Assim, Jesus Cristo que é a manifestação visível da Bondade e Benignidade da Santíssima Trindade. No mistério da sua intimidade com o Pai, na comunhão com o Espírito Santo, através da sua humanidade, no seu próprio ser, na sua própria existência na carne mortal, pelas palavras e obras, pelos ensinamentos e exemplos, pelo testemunho corpo a corpo da absoluta e incondicional doação de si aos homens na oblação da cruz, nos revela como é esse amor entranhado que é o âmago do abismo do Mistério da Santíssima trindade, quando ele se derrama sobre nós em e como Jesus Cristo, seu Filho. Esse Amor de Deus Uno e Trino, a bondade difusiva de si, i. é, “a Caridade é paciente, a Caridade é benigna, não é invejosa; a caridade não é orgulhosa, não se ensoberbece; não é descortês, não é interesseira, não se irrita, não guarda rancor; não se alegra com a injustiça mas se compraz com a verdade; tudo desculpa, tudo crê, tudo espera, tudo tolera” (1Cor 13,4-7). O Amor do Deus Uno e Trino, assim “voltado para fora”, assim tornado visível e assim se doando à humanidade, nos criou, se nos deu no seu próprio Filho Jesus Cristo, se entregando a nós de uma forma tão absoluta e incondicional, sim apaixonadamente, até a morte na Cruz. O Amor do Deus Uno e Trino, assim “externado”, i. é, fora de si pelo Amor, assumiu em Jesus Cristo Crucificado todas as nossas culpas, se condenou, se culpou em nosso lugar, nos desculpando, para assim nos resgatar, e nos reconduzir à salvação, à realidade originária, nos fazendo renascer a cada um de nós como seu próprio filho, cada vez como filho único, singular em Jesus Cristo. Esse Amor entranhado do Deus Trino e Uno, revelado em e como Jesus Cristo é Deus da Misericórdia, a Misericórdia, origem e fim do sentido da vida das Irmãs Franciscanas de São José, cujo carisma fundacional é Misericórdia.

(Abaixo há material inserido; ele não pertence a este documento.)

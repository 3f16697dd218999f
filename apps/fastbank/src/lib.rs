#![cfg_attr(test, allow(clippy::unwrap_used, clippy::expect_used))]

//! Fastbank - Toy Banking Demo Server
//!
//! A session-gated banking API backed by an in-memory SQLite database.
//! The same codebase runs in two variants selected at startup:
//!
//! - **Insecure**: login and data queries are built by string
//!   concatenation (SQL injection), session tokens are predictable,
//!   login leaks whether a username exists, and feedback is stored and
//!   returned verbatim (stored XSS when rendered by a naive client).
//! - **Hardened**: every query binds its parameters, session tokens are
//!   random UUIDs, login failures are indistinguishable, and the session
//!   cookie is `HttpOnly` with `SameSite=Strict`.
//!
//! # Modules
//!
//! - `config`: Environment-variable configuration and the variant switch
//! - `db`: Schema, seed data, and all data-access functions
//! - `error`: API error type with HTTP status mapping
//! - `models`: Row types serialized to clients
//! - `session`: In-memory session store and token generation
//! - `server`: Axum router, auth guard, and request handlers

#![forbid(unsafe_code)]
#![warn(missing_docs)]
#![warn(clippy::pedantic)]

pub mod config;
pub mod db;
pub mod error;
pub mod models;
pub mod session;
pub mod server;

pub use config::{ConfigError, FastbankConfig, Variant};
pub use error::ApiError;
pub use server::{AppState, create_router};
pub use session::SessionStore;
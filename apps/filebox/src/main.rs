//! Filebox Binary
//!
//! Starts the file-reading demo server.
//!
//! # Usage
//!
//! ```bash
//! cargo run -p filebox
//! ```
//!
//! # Environment Variables
//!
//! - `FILEBOX_PORT`: HTTP server port (default: 4000)
//! - `FILEBOX_BASE_DIR`: Base directory for served files (default: ./files)
//! - `RUST_LOG`: Log level (default: info)

use std::net::SocketAddr;

use filebox::{AppState, FileboxConfig, create_router};
use tokio::net::TcpListener;
use tokio::signal;

#[tokio::main]
async fn main() -> Result<(), Box<dyn std::error::Error>> {
    let _ = dotenvy::dotenv();
    init_tracing();

    tracing::info!("Starting filebox");

    let config = FileboxConfig::from_env()?;
    tracing::info!(
        port = config.port,
        base_dir = %config.base_dir.display(),
        "Configuration loaded"
    );

    let app = create_router(AppState::new(config.base_dir));

    let addr: SocketAddr = format!("0.0.0.0:{}", config.port).parse()?;
    let listener = TcpListener::bind(addr).await?;

    tracing::info!(%addr, "HTTP server listening");
    tracing::info!("Endpoints:");
    tracing::info!("  GET  /health");
    tracing::info!("  POST /read");
    tracing::info!("  POST /read-no-validate");
    tracing::info!("  POST /setup-sample");

    axum::serve(listener, app)
        .with_graceful_shutdown(shutdown_signal())
        .await?;

    tracing::info!("Filebox stopped");
    Ok(())
}

/// Initialize the tracing subscriber with environment filter.
#[allow(clippy::expect_used)]
fn init_tracing() {
    tracing_subscriber::fmt()
        .with_env_filter(
            tracing_subscriber::EnvFilter::from_default_env().add_directive(
                "filebox=info"
                    .parse()
                    .expect("static directive 'filebox=info' is valid"),
            ),
        )
        .init();
}

/// Wait for shutdown signal (SIGTERM or SIGINT).
#[allow(clippy::expect_used)]
async fn shutdown_signal() {
    let ctrl_c = async {
        signal::ctrl_c()
            .await
            .expect("signal handler installation is critical for graceful shutdown");
    };

    #[cfg(unix)]
    let terminate = async {
        signal::unix::signal(signal::unix::SignalKind::terminate())
            .expect("SIGTERM handler installation is critical for graceful shutdown")
            .recv()
            .await;
    };

    #[cfg(not(unix))]
    let terminate = std::future::pending::<()>();

    tokio::select! {
        () = ctrl_c => {
            tracing::info!("Received Ctrl+C, initiating shutdown");
        }
        () = terminate => {
            tracing::info!("Received SIGTERM, initiating shutdown");
        }
    }
}
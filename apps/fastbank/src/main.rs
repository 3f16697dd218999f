//! Fastbank Binary
//!
//! Starts the toy banking demo server.
//!
//! # Usage
//!
//! ```bash
//! cargo run -p fastbank
//! ```
//!
//! # Environment Variables
//!
//! - `FASTBANK_PORT`: HTTP server port (default: 4000)
//! - `FASTBANK_VARIANT`: "insecure" | "hardened" (default: hardened)
//! - `RUST_LOG`: Log level (default: info)

use std::net::SocketAddr;

use fastbank::{AppState, FastbankConfig, create_router};
use tokio::net::TcpListener;
use tokio::signal;

#[tokio::main]
async fn main() -> Result<(), Box<dyn std::error::Error>> {
    let _ = dotenvy::dotenv();
    init_tracing();

    tracing::info!("Starting fastbank");

    let config = FastbankConfig::from_env()?;
    tracing::info!(
        port = config.port,
        variant = config.variant.as_str(),
        "Configuration loaded"
    );
    if config.variant.is_insecure() {
        tracing::warn!("Running the INSECURE variant; this server is deliberately vulnerable");
    }

    let state = AppState::new(config.variant)?;
    let app = create_router(state);

    let addr: SocketAddr = format!("0.0.0.0:{}", config.port).parse()?;
    let listener = TcpListener::bind(addr).await?;

    tracing::info!(%addr, "HTTP server listening");
    tracing::info!("Endpoints:");
    tracing::info!("  GET  /health");
    tracing::info!("  POST /login");
    tracing::info!("  GET  /me");
    tracing::info!("  GET  /transactions");
    tracing::info!("  POST /feedback");
    tracing::info!("  GET  /feedback");
    tracing::info!("  POST /change-email");

    axum::serve(listener, app)
        .with_graceful_shutdown(shutdown_signal())
        .await?;

    tracing::info!("Fastbank stopped");
    Ok(())
}

/// Initialize the tracing subscriber with environment filter.
#[allow(clippy::expect_used)]
fn init_tracing() {
    tracing_subscriber::fmt()
        .with_env_filter(
            tracing_subscriber::EnvFilter::from_default_env().add_directive(
                "fastbank=info"
                    .parse()
                    .expect("static directive 'fastbank=info' is valid"),
            ),
        )
        .init();
}

/// Wait for shutdown signal (SIGTERM or SIGINT).
#[allow(clippy::expect_used)]
async fn shutdown_signal() {
    let ctrl_c = async {
        signal::ctrl_c()
            .await
            .expect("signal handler installation is critical for graceful shutdown");
    };

    #[cfg(unix)]
    let terminate = async {
        signal::unix::signal(signal::unix::SignalKind::terminate())
            .expect("SIGTERM handler installation is critical for graceful shutdown")
            .recv()
            .await;
    };

    #[cfg(not(unix))]
    let terminate = std::future::pending::<()>();

    tokio::select! {
        () = ctrl_c => {
            tracing::info!("Received Ctrl+C, initiating shutdown");
        }
        () = terminate => {
            tracing::info!("Received SIGTERM, initiating shutdown");
        }
    }
}
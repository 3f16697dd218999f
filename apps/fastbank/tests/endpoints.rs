//! End-to-end tests for the banking API, exercising both variants
//! through full login/session flows.

use axum::Router;
use axum::body::{Body, to_bytes};
use axum::http::header::{COOKIE, SET_COOKIE};
use axum::http::{Request, StatusCode};
use fastbank::config::Variant;
use fastbank::db::hash_password;
use fastbank::{AppState, create_router};
use tower::ServiceExt;

fn make_state(variant: Variant) -> AppState {
    let state = AppState::new(variant).unwrap();
    // A second user so cross-user leaks are observable.
    {
        let conn = state.db.lock().unwrap();
        conn.execute(
            "INSERT INTO users (username, password_hash, email) VALUES (?1, ?2, ?3)",
            rusqlite::params!["bob", hash_password("hunter2"), "bob@example.com"],
        )
        .unwrap();
        conn.execute(
            "INSERT INTO transactions (user_id, amount, description) VALUES (2, 9000, 'Payroll')",
            [],
        )
        .unwrap();
    }
    state
}

fn make_app(variant: Variant) -> Router {
    create_router(make_state(variant))
}

fn json_post(uri: &str, body: String) -> Request<Body> {
    Request::builder()
        .method("POST")
        .uri(uri)
        .header("content-type", "application/json")
        .body(Body::from(body))
        .unwrap()
}

async fn login(app: &Router, username: &str, password: &str) -> String {
    let response = app
        .clone()
        .oneshot(json_post(
            "/login",
            format!("{{\"username\":{username:?},\"password\":{password:?}}}"),
        ))
        .await
        .unwrap();
    assert_eq!(response.status(), StatusCode::OK);

    let raw = response
        .headers()
        .get(SET_COOKIE)
        .expect("login must set a cookie")
        .to_str()
        .unwrap();
    raw.split(';').next().unwrap().to_string()
}

async fn body_json(response: axum::response::Response) -> serde_json::Value {
    let bytes = to_bytes(response.into_body(), usize::MAX).await.unwrap();
    serde_json::from_slice(&bytes).unwrap()
}

async fn get_with_cookie(app: &Router, uri: &str, cookie: &str) -> axum::response::Response {
    app.clone()
        .oneshot(
            Request::builder()
                .uri(uri)
                .header(COOKIE, cookie)
                .body(Body::empty())
                .unwrap(),
        )
        .await
        .unwrap()
}

#[tokio::test]
async fn full_session_flow() {
    let app = make_app(Variant::Hardened);
    let cookie = login(&app, "alice", "password123").await;

    let response = get_with_cookie(&app, "/me", &cookie).await;
    assert_eq!(response.status(), StatusCode::OK);
    let json = body_json(response).await;
    assert_eq!(json["username"], "alice");

    let response = get_with_cookie(&app, "/transactions", &cookie).await;
    assert_eq!(response.status(), StatusCode::OK);
    let json = body_json(response).await;
    assert_eq!(json.as_array().unwrap().len(), 2);
}

#[tokio::test]
async fn transactions_are_scoped_to_the_session_user() {
    let app = make_app(Variant::Hardened);
    let cookie = login(&app, "bob", "hunter2").await;

    let response = get_with_cookie(&app, "/transactions", &cookie).await;
    let json = body_json(response).await;
    let rows = json.as_array().unwrap();
    assert_eq!(rows.len(), 1);
    assert_eq!(rows[0]["description"], "Payroll");
}

#[tokio::test]
async fn transaction_search_injection_leaks_only_when_insecure() {
    let probe = "/transactions?q=x%25%27%20OR%20description%20LIKE%20%27%25";

    // Insecure: alice's search returns bob's payroll row.
    let app = make_app(Variant::Insecure);
    let cookie = login(&app, "alice", "password123").await;
    let response = get_with_cookie(&app, probe, &cookie).await;
    assert_eq!(response.status(), StatusCode::OK);
    let json = body_json(response).await;
    assert!(
        json.as_array()
            .unwrap()
            .iter()
            .any(|t| t["description"] == "Payroll"),
        "insecure variant should leak other users' rows"
    );

    // Hardened: the same probe matches nothing.
    let app = make_app(Variant::Hardened);
    let cookie = login(&app, "alice", "password123").await;
    let response = get_with_cookie(&app, probe, &cookie).await;
    assert_eq!(response.status(), StatusCode::OK);
    let json = body_json(response).await;
    assert!(json.as_array().unwrap().is_empty());
}

#[tokio::test]
async fn feedback_roundtrip_preserves_script_tags() {
    let app = make_app(Variant::Hardened);
    let cookie = login(&app, "alice", "password123").await;
    let payload = "<script>alert(1)</script>";

    let response = app
        .clone()
        .oneshot(
            Request::builder()
                .method("POST")
                .uri("/feedback")
                .header(COOKIE, &cookie)
                .header("content-type", "application/json")
                .body(Body::from(format!("{{\"comment\":{payload:?}}}")))
                .unwrap(),
        )
        .await
        .unwrap();
    assert_eq!(response.status(), StatusCode::OK);

    let response = get_with_cookie(&app, "/feedback", &cookie).await;
    let json = body_json(response).await;
    let rows = json.as_array().unwrap();
    assert_eq!(rows[0]["user"], "alice");
    assert_eq!(rows[0]["comment"], payload);
}

#[tokio::test]
async fn feedback_requires_session() {
    let app = make_app(Variant::Hardened);
    let response = app
        .oneshot(json_post(
            "/feedback",
            "{\"comment\":\"anonymous\"}".to_string(),
        ))
        .await
        .unwrap();

    assert_eq!(response.status(), StatusCode::UNAUTHORIZED);
}

#[tokio::test]
async fn change_email_validates_and_updates() {
    let app = make_app(Variant::Hardened);
    let cookie = login(&app, "alice", "password123").await;

    let response = app
        .clone()
        .oneshot(
            Request::builder()
                .method("POST")
                .uri("/change-email")
                .header(COOKIE, &cookie)
                .header("content-type", "application/json")
                .body(Body::from("{\"email\":\"not-an-email\"}"))
                .unwrap(),
        )
        .await
        .unwrap();
    assert_eq!(response.status(), StatusCode::BAD_REQUEST);

    let response = app
        .clone()
        .oneshot(
            Request::builder()
                .method("POST")
                .uri("/change-email")
                .header(COOKIE, &cookie)
                .header("content-type", "application/json")
                .body(Body::from("{\"email\":\"alice@new.example\"}"))
                .unwrap(),
        )
        .await
        .unwrap();
    assert_eq!(response.status(), StatusCode::OK);
    let json = body_json(response).await;
    assert_eq!(json["email"], "alice@new.example");

    let response = get_with_cookie(&app, "/me", &cookie).await;
    let json = body_json(response).await;
    assert_eq!(json["email"], "alice@new.example");
}

#[tokio::test]
async fn insecure_session_token_is_predictable() {
    let app = make_app(Variant::Insecure);
    let cookie = login(&app, "alice", "password123").await;

    // `sid=alice-<millis>` - knowing the username and the clock is
    // enough to guess it.
    assert!(cookie.starts_with("sid=alice-"));
}

#[tokio::test]
async fn hardened_session_token_is_opaque() {
    let app = make_app(Variant::Hardened);
    let cookie = login(&app, "alice", "password123").await;

    assert!(!cookie.contains("alice"));
    let token = cookie.strip_prefix("sid=").unwrap();
    assert!(uuid::Uuid::parse_str(token).is_ok());
}

#[tokio::test]
async fn sessions_survive_across_requests_without_expiry() {
    let app = make_app(Variant::Hardened);
    let cookie = login(&app, "alice", "password123").await;

    for _ in 0..3 {
        let response = get_with_cookie(&app, "/me", &cookie).await;
        assert_eq!(response.status(), StatusCode::OK);
    }
}
//! Event-driven UCI engine loop.
//!
//! The main thread owns the engine state and processes commands; each
//! search runs on a worker thread that takes the searcher with it and
//! hands it back when done, so `stop` stays responsive mid-search.

use std::io::{self, BufRead};
use std::sync::atomic::{AtomicBool, Ordering};
use std::sync::{Arc, mpsc};

use tracing::{debug, info, warn};

use sable_core::Board;
use sable_engine::{MAX_DEPTH, SearchControl, SearchResult, Searcher, control_from_go};

use crate::command::{Command, GoParams, parse_command};
use crate::error::UciError;

/// Events handled by the main loop.
enum EngineEvent {
    UciCommand(Result<Command, UciError>),
    SearchDone(SearchDone),
    InputClosed,
}

/// Handed back by the search thread when it finishes.
struct SearchDone {
    result: SearchResult,
    searcher: Searcher,
}

/// The UCI engine: current position, searcher, and search state.
pub struct UciEngine {
    board: Board,
    /// `None` while a search thread owns the searcher.
    searcher: Option<Searcher>,
    searching: bool,
    stop_flag: Arc<AtomicBool>,
    /// `ucinewgame` received mid-search; clear the table when it returns.
    pending_clear_tt: bool,
}

impl UciEngine {
    /// Create an engine at the starting position.
    pub fn new() -> UciEngine {
        UciEngine {
            board: Board::starting_position(),
            searcher: Some(Searcher::new()),
            searching: false,
            stop_flag: Arc::new(AtomicBool::new(false)),
            pending_clear_tt: false,
        }
    }

    /// Run the event loop until `quit` or stdin closes.
    pub fn run(mut self) -> Result<(), UciError> {
        let (tx, rx) = mpsc::channel::<EngineEvent>();

        let stdin_tx = tx.clone();
        std::thread::spawn(move || {
            let stdin = io::stdin();
            for line in stdin.lock().lines() {
                match line {
                    Ok(line) => {
                        let trimmed = line.trim();
                        if trimmed.is_empty() {
                            continue;
                        }
                        debug!(cmd = %trimmed, "received UCI command");
                        if stdin_tx
                            .send(EngineEvent::UciCommand(parse_command(trimmed)))
                            .is_err()
                        {
                            return;
                        }
                    }
                    Err(_) => break,
                }
            }
            let _ = stdin_tx.send(EngineEvent::InputClosed);
        });

        for event in &rx {
            match event {
                EngineEvent::UciCommand(Ok(cmd)) => match cmd {
                    Command::Uci => self.handle_uci(),
                    Command::IsReady => println!("readyok"),
                    Command::UciNewGame => self.handle_ucinewgame(),
                    Command::Position(board) => self.board = board,
                    Command::Go(params) => self.handle_go(params, &tx),
                    Command::SetOption { name, value } => self.handle_setoption(&name, value),
                    Command::Stop => self.handle_stop(),
                    Command::Quit => {
                        if self.searching {
                            self.handle_stop();
                            for ev in &rx {
                                if let EngineEvent::SearchDone(done) = ev {
                                    self.finish_search(done);
                                    break;
                                }
                            }
                        }
                        break;
                    }
                    Command::Unknown(_) => {}
                },
                EngineEvent::UciCommand(Err(e)) => {
                    warn!(error = %e, "UCI parse error");
                }
                EngineEvent::SearchDone(done) => self.finish_search(done),
                EngineEvent::InputClosed => break,
            }
        }

        info!("sable shutting down");
        Ok(())
    }

    fn handle_uci(&self) {
        println!("id name sable");
        println!("id author sable developers");
        println!("option name Hash type spin default 32 min 1 max 1024");
        println!("uciok");
    }

    fn handle_ucinewgame(&mut self) {
        self.board = Board::starting_position();
        if let Some(ref mut searcher) = self.searcher {
            searcher.clear_tt();
        } else {
            self.pending_clear_tt = true;
        }
    }

    fn handle_setoption(&mut self, name: &str, value: Option<String>) {
        if !name.eq_ignore_ascii_case("Hash") {
            warn!(name, "ignoring unknown option");
            return;
        }
        let Some(mb) = value.and_then(|v| v.parse::<usize>().ok()) else {
            warn!("Hash option requires a numeric value");
            return;
        };
        match self.searcher {
            Some(ref mut searcher) => searcher.resize_tt(mb.clamp(1, 1024)),
            None => warn!("cannot resize Hash during a search"),
        }
    }

    fn handle_go(&mut self, params: GoParams, tx: &mpsc::Sender<EngineEvent>) {
        if self.searching {
            warn!("go received while already searching, ignoring");
            return;
        }
        let Some(mut searcher) = self.searcher.take() else {
            warn!("searcher unavailable, ignoring go");
            return;
        };

        self.stop_flag = Arc::new(AtomicBool::new(false));
        let control = Arc::new(control_from_go(
            params.wtime,
            params.btime,
            params.winc,
            params.binc,
            params.movestogo,
            params.movetime,
            params.infinite,
            self.board.side_to_move(),
            Arc::clone(&self.stop_flag),
        ));
        let max_depth = params.depth.unwrap_or(MAX_DEPTH);

        let mut board = self.board.clone();
        let search_control: Arc<SearchControl> = Arc::clone(&control);
        let tx = tx.clone();

        std::thread::spawn(move || {
            let result = searcher.search(&mut board, max_depth, &search_control, |depth, score, nodes, mv| {
                let elapsed_ms = search_control.elapsed().as_millis().max(1);
                let nps = nodes as u128 * 1000 / elapsed_ms;
                println!(
                    "info depth {depth} score cp {score} nodes {nodes} nps {nps} time {elapsed_ms} pv {mv}"
                );
            });
            let _ = tx.send(EngineEvent::SearchDone(SearchDone { result, searcher }));
        });

        self.searching = true;
    }

    fn handle_stop(&mut self) {
        self.stop_flag.store(true, Ordering::Release);
    }

    fn finish_search(&mut self, done: SearchDone) {
        let mut searcher = done.searcher;
        if self.pending_clear_tt {
            searcher.clear_tt();
            self.pending_clear_tt = false;
        }
        self.searcher = Some(searcher);
        self.searching = false;

        match done.result.best_move {
            Some(mv) => println!("bestmove {}", mv.to_uci()),
            // No legal move: checkmate or stalemate on the board.
            None => println!("bestmove 0000"),
        }
    }
}

impl Default for UciEngine {
    fn default() -> Self {
        Self::new()
    }
}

- Misericórdia como Espírito de Misericórdia (cf. b).
Misericórdia como Espírito de Misericórdia e Misericórdia como o Amor do Deus Uno e Trino, revelado em Jesus Cristo são o mesmo. Apenas, quando dizemos Espírito de Misericórdia, queremos focalizar a atuação desse Amor Difusivo da doação de si do Deus Uno e Trino. Pois Espírito é o sopro de vida, a Vida. O Amor do Deus Uno e Trino em e como Jesus Cristo é doação da Vida (cf. Jo 13,13). Doar a Vida significa doar-se todo e inteiro, o modo de ser, o gosto, o sentir, o pensar, o fazer, todo um mundo de existência. Portanto, aqui o termo Espírito indica a dinâmica de doação de si. Por isso, quando recebemos o outro no seu ser, todo ele, na sua essência, dizemos que temos o seu espírito e o seu modo de operar (cf. São Francisco de Assis, RegB cap. 10). Assim, Jesus Cristo, a presença visível do Deus da Misericórdia, em se doando a nós, quer nos transmitir tudo que Ele sente, pensa, faz e é, como bom mestre, bom pai que quer se reproduzir nos seus filhos e discípulos. Essa doação de si implica toda a iluminação, todo o saber e conhecimento, todas as verdades, todos os sentimentos, atitudes e modos de ser que Ele tem, ou melhor, que Ele é, sim até a própria possibilidade de nós o recebermos: tudo isso é sopro vital Dele, Ele mesmo como Vida, vigor e essência da sua Vitalidade: o Espírito de Misericórdia. Sem essa doação gratuita e generosa, cheia de benevolência, sem essa doação do sopro de Vida do próprio Deus de Misericórdia em e como Jesus Cristo, nós, mesmo que sejamos competentes e habilidosas em muitas coisas do nosso ser natural, em referência à participação e recepção, ao nascimento e crescimento no Amor do Deus Uno e Trino, nada podemos fazer, nada podemos saber, sim nada somos (cf. Jo 15,5; 1Cor 12,3).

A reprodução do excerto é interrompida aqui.